Gulf | Saudi Arabia

Saudi’s Eastern Province post of grave importance

Security concerns speculated to be reason for appointment

  • By Joseph Kechichian Senior Writer
  • Published: 16:02 January 16, 2013
  • Gulf News

  • Image Credit: Reuters
  • Police stand in the way of protesters in Saudi Arabia’s eastern Gulf town of Qatif in this 2011 file photo.

Beirut: King Abdullah Bin Abdul Aziz Al Saud appointed a former ambassador to Spain, Prince Saud Bin Nayef, as governor of the oil-rich Eastern Province, which is predominantly inhabited by the kingdom’s Shiite minority population and the scene of periodic bloody protests.

Simultaneously, the Saudi monarch appointed Prince Faisal Bin Salman as governor of Madinah province, along with a slew of other significant political permutations.

Although governor Faisal Bin Salman replaced Abdul Aziz Bin Majid Bin Abdul Aziz after the latter served for less than eight years in office, governor Saud Bin Nayef replaced a 27-year veteran, Prince Mohammad Bin Fahd Bin Abdul Aziz.

Observers speculated that the outgoing governor was dismissed from his post because of his limited success in quelling continued disturbances, which periodically rock the region. The monarch allegedly wished to reinvigorate the security apparatus by selecting someone with the pedigree to respond.

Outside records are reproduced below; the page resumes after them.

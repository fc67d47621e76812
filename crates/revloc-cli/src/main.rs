mod data;
mod query;

use clap::{Parser, Subcommand};
use tracing_subscriber::EnvFilter;

#[derive(Debug, Parser)]
#[command(name = "revloc-cli")]
#[command(about = "Reseller locator command line interface")]
struct Cli {
    #[command(subcommand)]
    command: Option<Commands>,
}

#[derive(Debug, Subcommand)]
enum Commands {
    /// Database maintenance
    Db {
        #[command(subcommand)]
        command: DbCommands,
    },
    /// Import resellers from a CSV file, replacing records with the same CNPJ
    Import {
        /// Path to the CSV file (`;` or `,` delimited)
        path: std::path::PathBuf,
    },
    /// Run an enrichment pass against the company registry
    Enrich {
        /// Prioritised, batched pass over active records only
        #[arg(long)]
        smart: bool,
        /// List the records the pass would process without calling out
        #[arg(long)]
        dry_run: bool,
    },
    /// Reopen enriched records so the next pass processes them again
    ResetEnrichment {
        /// Only reset the record with this CNPJ (any formatting)
        #[arg(long)]
        cnpj: Option<String>,
    },
    /// Find the resellers nearest to a CEP
    Search {
        /// Customer postal code (00000-000 or 00000000)
        cep: String,
        #[arg(long)]
        max_distance_km: Option<f64>,
        #[arg(long)]
        limit: Option<usize>,
    },
    /// Look up a company in the CNPJ registry
    Lookup { cnpj: String },
    /// Geocode a street address
    Geocode {
        address: String,
        #[arg(long)]
        city: Option<String>,
        #[arg(long)]
        state: Option<String>,
    },
    /// Show data-quality counters
    Stats,
}

#[derive(Debug, Subcommand)]
enum DbCommands {
    /// Check database connectivity
    Ping,
    /// Apply pending migrations
    Migrate,
}

#[tokio::main]
async fn main() -> anyhow::Result<()> {
    dotenvy::dotenv().ok();
    let cli = Cli::parse();

    let Some(command) = cli.command else {
        println!("revloc-cli ready; run with --help to list commands");
        return Ok(());
    };

    let config = revloc_core::load_app_config()?;
    let env_filter = EnvFilter::try_from_default_env()
        .or_else(|_| EnvFilter::try_new(config.log_level.clone()))?;
    tracing_subscriber::fmt().with_env_filter(env_filter).init();

    match command {
        Commands::Db {
            command: DbCommands::Ping,
        } => {
            let pool = revloc_db::connect_pool_from_config(&config).await?;
            revloc_db::health_check(&pool).await?;
            println!("database ok");
        }
        Commands::Db {
            command: DbCommands::Migrate,
        } => {
            let pool = revloc_db::connect_pool_from_config(&config).await?;
            let applied = revloc_db::run_migrations(&pool).await?;
            println!("applied {applied} migration(s)");
        }
        Commands::Import { path } => {
            let pool = revloc_db::connect_pool_from_config(&config).await?;
            data::run_import(&pool, &path).await?;
        }
        Commands::Enrich { smart, dry_run } => {
            let pool = revloc_db::connect_pool_from_config(&config).await?;
            data::run_enrich(&pool, &config, smart, dry_run).await?;
        }
        Commands::ResetEnrichment { cnpj } => {
            let pool = revloc_db::connect_pool_from_config(&config).await?;
            data::run_reset(&pool, &config, cnpj.as_deref()).await?;
        }
        Commands::Search {
            cep,
            max_distance_km,
            limit,
        } => {
            let pool = revloc_db::connect_pool_from_config(&config).await?;
            query::run_search(&pool, &config, cep, max_distance_km, limit).await?;
        }
        Commands::Lookup { cnpj } => query::run_lookup(&config, &cnpj).await?,
        Commands::Geocode {
            address,
            city,
            state,
        } => {
            query::run_geocode(&config, &address, city.as_deref(), state.as_deref()).await?;
        }
        Commands::Stats => {
            let pool = revloc_db::connect_pool_from_config(&config).await?;
            data::run_stats(&pool).await?;
        }
    }

    Ok(())
}

#[cfg(test)]
mod tests;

Speculation aside, Prince Mohammad Bin Fahd, who was born in 1950, repeatedly expressed his wish to vacate the post, having been responsible for the Eastern Province since 1985. Interestingly, while Prince Saud Bin Nayef is younger (born in 1956), he shared something very important in common with his predecessor: A linkage to the critical Al Jiluwi cadet branch of the family. Anud Bint Abdul Aziz Bin Musaid Al Jiluwi, Mohammad’s mother, and Jawharah Bint Abdul Aziz Bin Musaid Al Jiluwi, Saud’s mother, are full sisters.

Thus, and on this score at least, the king ensured that the necessary linkages to the critical Eastern Province, which was an Al Jiluwi stronghold for decades, remained intact. This was significant because of key allegiances that wired the entire ruling establishment to the Al Saud.

Still, there is no denying that the Saudi ruler was unhappy that anti-government demonstrations led to more than 16 deaths since February 2011, as Shiite inhabitants clamoured for more political rights as well as the release of jailed relatives. Moreover, what a large segment of the province’s citizens wanted were serious economic investments, to address rampant unemployment and poverty. Whether Prince Saud will now impose a carrot and stick measure to the area was mere speculation.

To be sure, his younger brother — Mohammad Bin Nayef — was Minister of the Interior and for years the kingdom’s point man to deal with counter-terrorism affairs, which implied closer cooperation at this level. Presumably, such coordination might improve local security conditions, even if Riyadh preferred to lower tensions between Sunnis and Shiites. Equally important was Prince Saud’s leadership efforts to accelerate interfaith dialogue, which he shepherded in 2008 when the kingdom organised a high-profile conference with Spain, and that was likely a blueprint for similar engagements in Qatif, Hofuf and throughout the Eastern Province.

Notwithstanding the importance of these routine appointments, what were far more crucial were the king’s additional permutations within the country’s vast bureaucracy, which covered the highest echelons of government.

In the space of a single week, King Abdullah and his heir apparent Prince Salman, ushered in several fresh and dramatic changes that illustrated their commitments to serious reforms. First, the monarch appointed 30 female members to the Consultative Council (Majlis Al Shurah), 27 of whom held doctorate degrees. Second, the custodian of the Two Holy Mosques appointed Shaikh Gaihab Bin Mohammad as president of the Supreme Court, to replace Shaikh Abdul Rahman Bin Abdul Aziz Al Kulliyyah. Third, he ordered a re-constitution of the Hay’at Kibar Al ‘Ulamah [Board of Senior Scholars], with Shaikh Abdul Aziz bin Abdullah as president, and designated 20 other clerics as members. Fourth, he designated Shaikh Salman Bin Mohammad Bin Mohammad Bin Nashwan as secretary-general of the Supreme Council of Magistracy with the rank of chief of the Court of Appeals (who replaced Shaikh Abdullah Bin Mohammad Bin Abdullah Al Yahyah), while a dozen other senior clerics were entrusted new posts in what appeared to be a significant rejuvenation of the judiciary.

The king’s burden was to “serve his nation” to the best of his abilities, and these recent appointments all confirmed that he was determined to shape the future, by continuing to exercise his “will to power”.